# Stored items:

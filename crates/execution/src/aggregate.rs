//! Status aggregation.
//!
//! A composite node's status is a pure function of its own outcome and the
//! final statuses of its children, applied bottom-up.

use crate::status::ReportNodeStatus;

/// Combine a node's own outcome with its children's final statuses.
///
/// - own `TechnicalError` wins outright;
/// - otherwise any `TechnicalError` child gives `TechnicalError`;
/// - otherwise any `Failed` child, or own `Failed`, gives `Failed`;
/// - otherwise `Passed`.
#[must_use]
pub fn aggregate<I>(own: ReportNodeStatus, children: I) -> ReportNodeStatus
where
    I: IntoIterator<Item = ReportNodeStatus>,
{
    if own == ReportNodeStatus::TechnicalError {
        return ReportNodeStatus::TechnicalError;
    }
    let mut failed = own == ReportNodeStatus::Failed;
    for child in children {
        match child {
            ReportNodeStatus::TechnicalError => return ReportNodeStatus::TechnicalError,
            ReportNodeStatus::Failed => failed = true,
            _ => {}
        }
    }
    if failed {
        ReportNodeStatus::Failed
    } else {
        ReportNodeStatus::Passed
    }
}

/// Incremental form of [`aggregate`] used by composite handlers.
///
/// Children are folded in as they finish, so a handler never has to keep
/// their report nodes around.
#[derive(Debug, Clone)]
pub struct StatusComposer {
    own: ReportNodeStatus,
    children: usize,
    failed: usize,
    technical: bool,
    interrupted: bool,
}

impl Default for StatusComposer {
    fn default() -> Self {
        Self::new()
    }
}

impl StatusComposer {
    /// A composer whose own outcome is `Passed`.
    #[must_use]
    pub fn new() -> Self {
        Self {
            own: ReportNodeStatus::Passed,
            children: 0,
            failed: 0,
            technical: false,
            interrupted: false,
        }
    }

    /// Record a finished child.
    pub fn add(&mut self, child: ReportNodeStatus) {
        self.children += 1;
        match child {
            ReportNodeStatus::TechnicalError => {
                self.technical = true;
                self.failed += 1;
            }
            ReportNodeStatus::Failed => self.failed += 1,
            _ => {}
        }
    }

    /// Override the node's own outcome. Only ever worsens it.
    pub fn set_own(&mut self, own: ReportNodeStatus) {
        self.own = self.own.worst(own);
    }

    /// Note that the node stopped early because the run is aborting.
    pub fn mark_interrupted(&mut self) {
        self.interrupted = true;
    }

    /// Number of children folded in.
    #[must_use]
    pub fn child_count(&self) -> usize {
        self.children
    }

    /// Number of `Failed` or `TechnicalError` children.
    #[must_use]
    pub fn failed_count(&self) -> usize {
        self.failed
    }

    /// Whether the aggregate so far is `Failed` or `TechnicalError`.
    #[must_use]
    pub fn is_failing(&self) -> bool {
        self.current().is_failure()
    }

    fn current(&self) -> ReportNodeStatus {
        if self.own == ReportNodeStatus::TechnicalError || self.technical {
            ReportNodeStatus::TechnicalError
        } else if self.own == ReportNodeStatus::Failed || self.failed > 0 {
            ReportNodeStatus::Failed
        } else {
            ReportNodeStatus::Passed
        }
    }

    /// Final status. An interrupted node that would otherwise pass is
    /// reported as `Interrupted`.
    #[must_use]
    pub fn finish(&self) -> ReportNodeStatus {
        let status = self.current();
        if self.interrupted && status == ReportNodeStatus::Passed {
            ReportNodeStatus::Interrupted
        } else {
            status
        }
    }
}

#[cfg(test)]
mod tests {
    use super::*;
    use pretty_assertions::assert_eq;
    use proptest::prelude::*;
    use rstest::rstest;

    use ReportNodeStatus::*;

    #[rstest]
    #[case(Passed, vec![], Passed)]
    #[case(Failed, vec![], Failed)]
    #[case(TechnicalError, vec![Passed], TechnicalError)]
    #[case(Passed, vec![Passed, Failed], Failed)]
    #[case(Failed, vec![TechnicalError], TechnicalError)]
    #[case(Passed, vec![Skipped, NoRun, Interrupted], Passed)]
    #[case(Passed, vec![Failed, TechnicalError, Passed], TechnicalError)]
    fn aggregation_rule(
        #[case] own: ReportNodeStatus,
        #[case] children: Vec<ReportNodeStatus>,
        #[case] expected: ReportNodeStatus,
    ) {
        assert_eq!(aggregate(own, children.clone()), expected);

        let mut composer = StatusComposer::new();
        composer.set_own(own);
        for child in children {
            composer.add(child);
        }
        assert_eq!(composer.finish(), expected);
    }

    #[test]
    fn composer_counts_failures() {
        let mut composer = StatusComposer::new();
        composer.add(Passed);
        composer.add(Failed);
        composer.add(TechnicalError);
        assert_eq!(composer.child_count(), 3);
        assert_eq!(composer.failed_count(), 2);
        assert!(composer.is_failing());
    }

    #[test]
    fn interruption_only_replaces_pass() {
        let mut composer = StatusComposer::new();
        composer.add(Passed);
        composer.mark_interrupted();
        assert_eq!(composer.finish(), Interrupted);

        composer.add(Failed);
        assert_eq!(composer.finish(), Failed);
    }

    #[test]
    fn set_own_never_improves() {
        let mut composer = StatusComposer::new();
        composer.set_own(Failed);
        composer.set_own(Passed);
        assert_eq!(composer.finish(), Failed);
    }

    fn any_status() -> impl Strategy<Value = ReportNodeStatus> {
        prop_oneof![
            Just(Passed),
            Just(Failed),
            Just(TechnicalError),
            Just(Skipped),
            Just(Interrupted),
            Just(NoRun),
        ]
    }

    #[derive(Debug, Clone)]
    struct Tree {
        own: ReportNodeStatus,
        children: Vec<Tree>,
    }

    impl Tree {
        fn status(&self) -> ReportNodeStatus {
            if self.children.is_empty() {
                // Leaves report their own outcome.
                return self.own;
            }
            aggregate(self.own, self.children.iter().map(Tree::status))
        }
    }

    fn any_tree() -> impl Strategy<Value = Tree> {
        let leaf = any_status().prop_map(|own| Tree {
            own,
            children: Vec::new(),
        });
        leaf.prop_recursive(4, 32, 5, |inner| {
            (any_status(), prop::collection::vec(inner, 0..5))
                .prop_map(|(own, children)| Tree { own, children })
        })
    }

    fn rank(status: ReportNodeStatus) -> u8 {
        match status {
            TechnicalError => 2,
            Failed => 1,
            _ => 0,
        }
    }

    proptest! {
        #[test]
        fn adding_a_child_never_improves_the_parent(
            tree in any_tree(),
            extra in any_tree(),
        ) {
            let own = if tree.own.is_failure() { tree.own } else { Passed };
            let root = Tree { own, children: tree.children.clone() };
            let before = root.status();

            let mut grown = root.clone();
            grown.children.push(extra);
            let after = grown.status();

            prop_assert!(rank(after) >= rank(before));
        }

        #[test]
        fn failing_descendant_propagates_to_the_root(tree in any_tree()) {
            let failing_leaf = Tree { own: Failed, children: Vec::new() };
            let root = Tree { own: Passed, children: vec![tree, failing_leaf] };
            prop_assert!(root.status().is_failure());
        }

        #[test]
        fn composer_matches_aggregate(
            own in any_status(),
            children in prop::collection::vec(any_status(), 0..16),
        ) {
            let mut composer = StatusComposer::new();
            composer.set_own(own);
            for child in &children {
                composer.add(*child);
            }
            let own_outcome = if own.is_failure() { own } else { Passed };
            prop_assert_eq!(composer.finish(), aggregate(own_outcome, children));
        }
    }
}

# Task statement:
What is the number of lines in the entries above that include the word "Skipped"? Answer with that number alone.

# Answer section:
2